» **Exercise aim**
Lines, not repeats, are what count: give the number of lines below that hold "tested", and nothing more.

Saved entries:
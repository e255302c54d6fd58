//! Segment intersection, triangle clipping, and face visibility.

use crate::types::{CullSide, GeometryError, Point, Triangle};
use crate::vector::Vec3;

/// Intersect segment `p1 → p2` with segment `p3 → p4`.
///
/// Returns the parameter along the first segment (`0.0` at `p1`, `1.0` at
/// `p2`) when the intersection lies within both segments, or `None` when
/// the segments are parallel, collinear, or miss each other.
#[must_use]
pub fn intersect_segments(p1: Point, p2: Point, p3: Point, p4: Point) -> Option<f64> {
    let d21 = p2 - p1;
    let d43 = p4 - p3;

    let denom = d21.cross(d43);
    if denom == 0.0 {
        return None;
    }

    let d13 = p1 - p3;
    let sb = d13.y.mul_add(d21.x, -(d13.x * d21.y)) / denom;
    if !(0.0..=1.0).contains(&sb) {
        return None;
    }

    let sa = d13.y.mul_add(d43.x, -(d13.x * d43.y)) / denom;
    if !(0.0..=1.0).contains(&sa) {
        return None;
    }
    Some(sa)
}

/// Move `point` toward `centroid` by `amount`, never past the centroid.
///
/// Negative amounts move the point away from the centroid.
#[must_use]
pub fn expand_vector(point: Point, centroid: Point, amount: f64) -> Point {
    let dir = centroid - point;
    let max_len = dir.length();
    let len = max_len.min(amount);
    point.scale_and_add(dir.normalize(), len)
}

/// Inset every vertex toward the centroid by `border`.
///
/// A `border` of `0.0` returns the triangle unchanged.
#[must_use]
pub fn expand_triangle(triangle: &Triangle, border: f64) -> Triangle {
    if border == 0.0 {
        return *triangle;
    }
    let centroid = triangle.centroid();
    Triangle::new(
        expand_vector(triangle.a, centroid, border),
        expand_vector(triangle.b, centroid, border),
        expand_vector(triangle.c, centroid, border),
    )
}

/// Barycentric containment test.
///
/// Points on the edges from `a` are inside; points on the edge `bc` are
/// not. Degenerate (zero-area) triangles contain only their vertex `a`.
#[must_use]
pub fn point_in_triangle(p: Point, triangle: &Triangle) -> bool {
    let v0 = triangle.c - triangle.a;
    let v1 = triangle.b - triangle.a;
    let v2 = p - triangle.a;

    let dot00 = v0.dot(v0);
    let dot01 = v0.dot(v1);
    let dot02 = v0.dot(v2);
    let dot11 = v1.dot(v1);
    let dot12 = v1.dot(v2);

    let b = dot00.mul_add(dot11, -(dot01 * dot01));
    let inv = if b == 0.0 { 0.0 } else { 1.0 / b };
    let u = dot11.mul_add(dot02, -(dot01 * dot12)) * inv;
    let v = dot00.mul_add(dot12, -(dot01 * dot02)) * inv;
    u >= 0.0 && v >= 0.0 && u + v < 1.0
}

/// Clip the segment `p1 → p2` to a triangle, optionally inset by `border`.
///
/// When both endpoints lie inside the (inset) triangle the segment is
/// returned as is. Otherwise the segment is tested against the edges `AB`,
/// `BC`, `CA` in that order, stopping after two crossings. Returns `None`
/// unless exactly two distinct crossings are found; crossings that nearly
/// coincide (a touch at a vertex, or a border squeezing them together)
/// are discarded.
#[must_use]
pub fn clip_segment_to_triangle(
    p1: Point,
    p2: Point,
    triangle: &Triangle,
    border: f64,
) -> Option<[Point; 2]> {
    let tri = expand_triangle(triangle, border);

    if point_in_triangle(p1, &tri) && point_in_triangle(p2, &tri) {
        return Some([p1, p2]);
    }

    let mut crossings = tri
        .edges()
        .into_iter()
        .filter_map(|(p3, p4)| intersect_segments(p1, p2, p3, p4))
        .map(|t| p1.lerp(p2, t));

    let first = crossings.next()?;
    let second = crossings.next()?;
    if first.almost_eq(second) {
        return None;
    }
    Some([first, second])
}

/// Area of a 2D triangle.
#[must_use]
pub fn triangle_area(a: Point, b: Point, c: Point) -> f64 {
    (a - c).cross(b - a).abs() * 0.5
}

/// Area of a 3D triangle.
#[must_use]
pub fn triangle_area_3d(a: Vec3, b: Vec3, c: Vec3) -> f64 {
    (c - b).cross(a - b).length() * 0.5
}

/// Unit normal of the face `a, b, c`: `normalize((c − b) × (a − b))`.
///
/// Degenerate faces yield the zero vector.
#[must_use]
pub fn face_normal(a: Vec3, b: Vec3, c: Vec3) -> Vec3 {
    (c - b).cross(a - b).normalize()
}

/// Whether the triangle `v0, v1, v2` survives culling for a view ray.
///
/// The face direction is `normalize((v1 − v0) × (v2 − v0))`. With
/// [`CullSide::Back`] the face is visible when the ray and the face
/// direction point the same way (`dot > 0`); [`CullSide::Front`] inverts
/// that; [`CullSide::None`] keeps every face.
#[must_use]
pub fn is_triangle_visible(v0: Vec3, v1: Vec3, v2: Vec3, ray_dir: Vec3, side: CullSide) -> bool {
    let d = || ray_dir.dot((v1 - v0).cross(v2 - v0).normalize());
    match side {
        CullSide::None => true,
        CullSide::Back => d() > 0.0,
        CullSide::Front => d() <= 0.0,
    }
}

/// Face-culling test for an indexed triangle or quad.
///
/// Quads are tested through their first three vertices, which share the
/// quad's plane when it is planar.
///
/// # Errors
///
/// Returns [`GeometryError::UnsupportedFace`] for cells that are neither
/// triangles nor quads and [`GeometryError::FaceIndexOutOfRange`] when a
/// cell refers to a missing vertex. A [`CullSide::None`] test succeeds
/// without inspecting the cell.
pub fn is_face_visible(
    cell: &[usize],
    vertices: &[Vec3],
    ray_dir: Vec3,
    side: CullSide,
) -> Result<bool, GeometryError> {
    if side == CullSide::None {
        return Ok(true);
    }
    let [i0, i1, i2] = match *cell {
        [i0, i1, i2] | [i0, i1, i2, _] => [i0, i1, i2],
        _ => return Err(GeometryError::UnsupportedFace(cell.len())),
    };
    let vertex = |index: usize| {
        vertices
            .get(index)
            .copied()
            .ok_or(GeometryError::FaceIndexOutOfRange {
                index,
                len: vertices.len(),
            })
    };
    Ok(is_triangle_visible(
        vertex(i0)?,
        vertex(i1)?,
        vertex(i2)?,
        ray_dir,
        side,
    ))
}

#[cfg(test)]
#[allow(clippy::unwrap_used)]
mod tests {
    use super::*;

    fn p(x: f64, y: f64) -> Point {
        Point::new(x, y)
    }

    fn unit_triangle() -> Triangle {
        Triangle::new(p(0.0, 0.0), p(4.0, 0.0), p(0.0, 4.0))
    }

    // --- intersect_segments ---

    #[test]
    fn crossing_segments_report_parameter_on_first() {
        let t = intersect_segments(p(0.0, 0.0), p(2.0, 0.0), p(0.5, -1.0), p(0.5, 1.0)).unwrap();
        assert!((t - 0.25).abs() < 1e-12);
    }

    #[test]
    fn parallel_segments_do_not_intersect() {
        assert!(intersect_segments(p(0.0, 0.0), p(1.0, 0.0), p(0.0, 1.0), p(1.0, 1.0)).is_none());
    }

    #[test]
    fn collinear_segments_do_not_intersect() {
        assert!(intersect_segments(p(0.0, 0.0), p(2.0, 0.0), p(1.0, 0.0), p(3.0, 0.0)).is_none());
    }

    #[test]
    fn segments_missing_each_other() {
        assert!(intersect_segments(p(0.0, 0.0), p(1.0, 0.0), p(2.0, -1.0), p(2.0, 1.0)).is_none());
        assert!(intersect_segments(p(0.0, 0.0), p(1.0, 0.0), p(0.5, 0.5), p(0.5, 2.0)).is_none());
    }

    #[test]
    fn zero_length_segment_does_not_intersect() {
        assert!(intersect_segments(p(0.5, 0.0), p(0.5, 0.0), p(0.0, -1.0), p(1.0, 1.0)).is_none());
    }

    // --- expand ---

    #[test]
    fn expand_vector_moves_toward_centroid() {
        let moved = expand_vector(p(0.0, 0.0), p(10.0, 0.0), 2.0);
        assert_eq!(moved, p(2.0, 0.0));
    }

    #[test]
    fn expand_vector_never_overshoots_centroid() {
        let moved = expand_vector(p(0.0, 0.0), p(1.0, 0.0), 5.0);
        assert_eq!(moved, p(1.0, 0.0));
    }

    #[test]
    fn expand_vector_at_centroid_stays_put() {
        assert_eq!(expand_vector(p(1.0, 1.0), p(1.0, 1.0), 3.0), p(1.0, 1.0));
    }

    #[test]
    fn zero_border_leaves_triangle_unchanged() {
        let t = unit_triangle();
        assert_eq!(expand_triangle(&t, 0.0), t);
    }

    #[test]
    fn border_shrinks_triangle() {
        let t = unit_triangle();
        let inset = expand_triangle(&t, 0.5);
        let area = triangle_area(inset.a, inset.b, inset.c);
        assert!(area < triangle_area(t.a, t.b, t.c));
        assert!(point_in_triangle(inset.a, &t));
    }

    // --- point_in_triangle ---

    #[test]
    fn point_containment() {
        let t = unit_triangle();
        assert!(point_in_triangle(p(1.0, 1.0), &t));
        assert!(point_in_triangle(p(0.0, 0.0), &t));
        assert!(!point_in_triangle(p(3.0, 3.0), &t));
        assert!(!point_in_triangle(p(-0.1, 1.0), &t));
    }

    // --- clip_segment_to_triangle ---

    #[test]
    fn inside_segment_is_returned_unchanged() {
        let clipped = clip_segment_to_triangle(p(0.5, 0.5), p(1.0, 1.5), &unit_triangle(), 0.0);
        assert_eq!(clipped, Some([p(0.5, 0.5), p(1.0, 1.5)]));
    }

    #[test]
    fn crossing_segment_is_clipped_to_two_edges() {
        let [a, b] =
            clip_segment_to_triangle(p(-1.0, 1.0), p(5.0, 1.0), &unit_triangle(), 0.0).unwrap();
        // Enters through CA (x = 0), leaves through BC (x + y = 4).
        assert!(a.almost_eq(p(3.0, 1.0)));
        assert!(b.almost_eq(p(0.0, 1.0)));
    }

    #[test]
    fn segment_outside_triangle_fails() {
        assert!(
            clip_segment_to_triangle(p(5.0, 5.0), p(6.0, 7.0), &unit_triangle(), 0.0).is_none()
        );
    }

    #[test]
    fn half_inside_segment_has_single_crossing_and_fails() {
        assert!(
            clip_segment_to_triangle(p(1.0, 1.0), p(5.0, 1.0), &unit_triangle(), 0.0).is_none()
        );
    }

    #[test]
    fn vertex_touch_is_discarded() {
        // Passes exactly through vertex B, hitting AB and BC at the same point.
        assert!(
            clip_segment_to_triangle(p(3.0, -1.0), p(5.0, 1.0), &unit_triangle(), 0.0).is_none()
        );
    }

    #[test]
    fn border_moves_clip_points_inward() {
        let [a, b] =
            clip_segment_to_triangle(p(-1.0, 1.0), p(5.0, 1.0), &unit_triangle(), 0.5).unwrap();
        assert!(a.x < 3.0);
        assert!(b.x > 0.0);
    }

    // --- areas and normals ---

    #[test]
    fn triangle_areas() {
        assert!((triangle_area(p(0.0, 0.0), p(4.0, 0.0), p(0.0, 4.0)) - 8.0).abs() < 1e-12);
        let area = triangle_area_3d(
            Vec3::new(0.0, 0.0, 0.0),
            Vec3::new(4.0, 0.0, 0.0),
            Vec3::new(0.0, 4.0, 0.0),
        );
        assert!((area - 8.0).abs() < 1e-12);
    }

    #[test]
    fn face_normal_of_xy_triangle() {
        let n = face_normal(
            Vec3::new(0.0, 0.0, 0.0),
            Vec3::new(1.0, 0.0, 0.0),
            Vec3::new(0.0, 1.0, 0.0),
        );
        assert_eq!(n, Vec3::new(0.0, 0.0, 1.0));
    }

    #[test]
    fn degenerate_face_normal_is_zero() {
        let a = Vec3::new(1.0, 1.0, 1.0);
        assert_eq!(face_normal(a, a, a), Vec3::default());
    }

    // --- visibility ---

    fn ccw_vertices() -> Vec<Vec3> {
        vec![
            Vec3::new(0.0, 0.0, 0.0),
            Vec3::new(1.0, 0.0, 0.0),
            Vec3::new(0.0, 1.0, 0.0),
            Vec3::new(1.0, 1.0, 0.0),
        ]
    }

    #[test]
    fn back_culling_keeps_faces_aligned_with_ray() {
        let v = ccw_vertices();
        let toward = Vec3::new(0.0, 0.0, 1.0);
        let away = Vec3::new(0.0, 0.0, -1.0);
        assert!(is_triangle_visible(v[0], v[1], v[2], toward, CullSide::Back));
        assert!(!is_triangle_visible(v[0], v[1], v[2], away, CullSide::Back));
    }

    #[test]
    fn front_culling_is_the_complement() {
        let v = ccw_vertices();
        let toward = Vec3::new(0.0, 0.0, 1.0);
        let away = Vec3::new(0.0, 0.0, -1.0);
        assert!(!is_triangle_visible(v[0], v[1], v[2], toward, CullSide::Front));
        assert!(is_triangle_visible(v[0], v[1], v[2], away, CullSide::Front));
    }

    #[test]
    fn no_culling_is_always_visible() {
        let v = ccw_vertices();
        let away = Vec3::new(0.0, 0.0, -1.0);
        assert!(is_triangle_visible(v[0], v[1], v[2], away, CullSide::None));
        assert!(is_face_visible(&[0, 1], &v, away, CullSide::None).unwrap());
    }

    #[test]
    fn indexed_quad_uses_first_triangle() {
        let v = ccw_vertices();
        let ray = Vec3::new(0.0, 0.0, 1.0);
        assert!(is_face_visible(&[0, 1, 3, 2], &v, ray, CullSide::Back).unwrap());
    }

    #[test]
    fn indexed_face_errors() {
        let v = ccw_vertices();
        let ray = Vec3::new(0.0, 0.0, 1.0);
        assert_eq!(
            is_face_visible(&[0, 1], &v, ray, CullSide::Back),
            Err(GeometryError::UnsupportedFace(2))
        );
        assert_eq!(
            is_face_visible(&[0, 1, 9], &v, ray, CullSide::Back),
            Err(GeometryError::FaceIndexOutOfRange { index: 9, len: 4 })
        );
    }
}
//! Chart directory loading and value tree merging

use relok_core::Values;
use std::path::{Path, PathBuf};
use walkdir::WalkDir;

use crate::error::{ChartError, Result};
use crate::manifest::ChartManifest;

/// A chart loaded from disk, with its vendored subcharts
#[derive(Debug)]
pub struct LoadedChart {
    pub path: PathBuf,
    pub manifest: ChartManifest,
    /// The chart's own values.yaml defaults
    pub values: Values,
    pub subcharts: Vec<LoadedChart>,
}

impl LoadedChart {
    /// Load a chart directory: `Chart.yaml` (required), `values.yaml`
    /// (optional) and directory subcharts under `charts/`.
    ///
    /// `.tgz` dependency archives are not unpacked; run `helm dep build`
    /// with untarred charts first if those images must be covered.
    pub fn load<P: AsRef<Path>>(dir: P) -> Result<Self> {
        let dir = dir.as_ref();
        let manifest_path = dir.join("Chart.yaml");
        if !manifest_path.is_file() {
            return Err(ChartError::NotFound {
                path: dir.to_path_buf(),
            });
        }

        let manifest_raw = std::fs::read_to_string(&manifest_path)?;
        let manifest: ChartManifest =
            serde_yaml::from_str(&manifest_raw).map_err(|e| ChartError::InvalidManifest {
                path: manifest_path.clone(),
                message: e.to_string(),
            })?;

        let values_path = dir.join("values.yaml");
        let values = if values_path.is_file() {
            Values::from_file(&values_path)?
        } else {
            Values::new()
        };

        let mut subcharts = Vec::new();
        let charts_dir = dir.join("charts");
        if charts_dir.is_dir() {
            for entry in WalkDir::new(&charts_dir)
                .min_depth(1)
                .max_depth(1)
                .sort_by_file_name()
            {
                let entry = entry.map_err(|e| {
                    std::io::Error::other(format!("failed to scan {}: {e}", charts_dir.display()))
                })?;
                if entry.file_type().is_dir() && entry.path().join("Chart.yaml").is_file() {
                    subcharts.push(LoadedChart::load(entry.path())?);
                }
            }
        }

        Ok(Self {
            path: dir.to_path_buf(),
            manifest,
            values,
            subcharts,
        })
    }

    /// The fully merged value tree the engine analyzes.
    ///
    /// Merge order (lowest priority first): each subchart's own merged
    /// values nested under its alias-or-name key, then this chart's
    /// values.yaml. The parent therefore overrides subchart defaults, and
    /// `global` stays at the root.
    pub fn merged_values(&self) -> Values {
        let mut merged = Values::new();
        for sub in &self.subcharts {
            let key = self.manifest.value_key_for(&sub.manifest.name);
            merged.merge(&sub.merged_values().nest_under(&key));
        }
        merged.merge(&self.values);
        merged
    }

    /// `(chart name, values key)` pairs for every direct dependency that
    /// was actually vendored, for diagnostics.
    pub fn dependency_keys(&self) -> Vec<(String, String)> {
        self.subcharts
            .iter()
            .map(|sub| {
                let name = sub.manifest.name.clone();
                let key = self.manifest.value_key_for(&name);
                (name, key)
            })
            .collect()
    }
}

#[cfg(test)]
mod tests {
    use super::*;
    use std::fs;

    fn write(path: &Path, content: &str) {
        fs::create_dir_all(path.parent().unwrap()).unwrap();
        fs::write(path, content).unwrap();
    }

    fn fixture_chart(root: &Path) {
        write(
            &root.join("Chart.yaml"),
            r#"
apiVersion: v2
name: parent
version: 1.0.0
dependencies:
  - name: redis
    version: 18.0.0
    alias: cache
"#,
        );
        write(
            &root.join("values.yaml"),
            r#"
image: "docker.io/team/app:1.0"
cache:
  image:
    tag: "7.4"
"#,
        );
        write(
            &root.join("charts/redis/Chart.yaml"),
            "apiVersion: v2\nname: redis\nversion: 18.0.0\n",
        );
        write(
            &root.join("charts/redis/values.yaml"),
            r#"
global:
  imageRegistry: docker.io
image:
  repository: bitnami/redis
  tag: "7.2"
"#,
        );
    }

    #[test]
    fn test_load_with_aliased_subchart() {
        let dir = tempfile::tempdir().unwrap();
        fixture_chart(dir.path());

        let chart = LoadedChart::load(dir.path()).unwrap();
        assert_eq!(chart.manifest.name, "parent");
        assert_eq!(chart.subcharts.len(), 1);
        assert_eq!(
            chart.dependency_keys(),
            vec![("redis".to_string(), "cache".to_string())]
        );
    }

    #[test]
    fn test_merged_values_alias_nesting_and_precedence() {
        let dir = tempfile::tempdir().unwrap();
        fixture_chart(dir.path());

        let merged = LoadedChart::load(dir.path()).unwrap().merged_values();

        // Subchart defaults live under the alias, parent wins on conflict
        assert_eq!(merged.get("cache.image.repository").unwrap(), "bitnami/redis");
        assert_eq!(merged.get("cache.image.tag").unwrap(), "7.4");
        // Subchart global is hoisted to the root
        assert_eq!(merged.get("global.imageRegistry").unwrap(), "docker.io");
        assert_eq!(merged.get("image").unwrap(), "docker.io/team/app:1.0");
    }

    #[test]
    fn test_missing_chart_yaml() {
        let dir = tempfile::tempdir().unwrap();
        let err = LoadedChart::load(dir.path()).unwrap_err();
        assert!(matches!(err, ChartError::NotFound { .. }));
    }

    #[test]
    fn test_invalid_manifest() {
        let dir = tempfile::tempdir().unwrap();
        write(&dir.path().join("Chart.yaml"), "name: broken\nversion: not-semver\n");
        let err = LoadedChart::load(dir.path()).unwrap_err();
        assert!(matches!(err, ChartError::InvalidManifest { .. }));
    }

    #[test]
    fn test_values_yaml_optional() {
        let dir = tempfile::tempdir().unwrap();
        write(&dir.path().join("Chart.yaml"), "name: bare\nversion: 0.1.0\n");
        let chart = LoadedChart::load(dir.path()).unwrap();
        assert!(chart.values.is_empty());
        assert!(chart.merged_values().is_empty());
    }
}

» **Output for this task**
2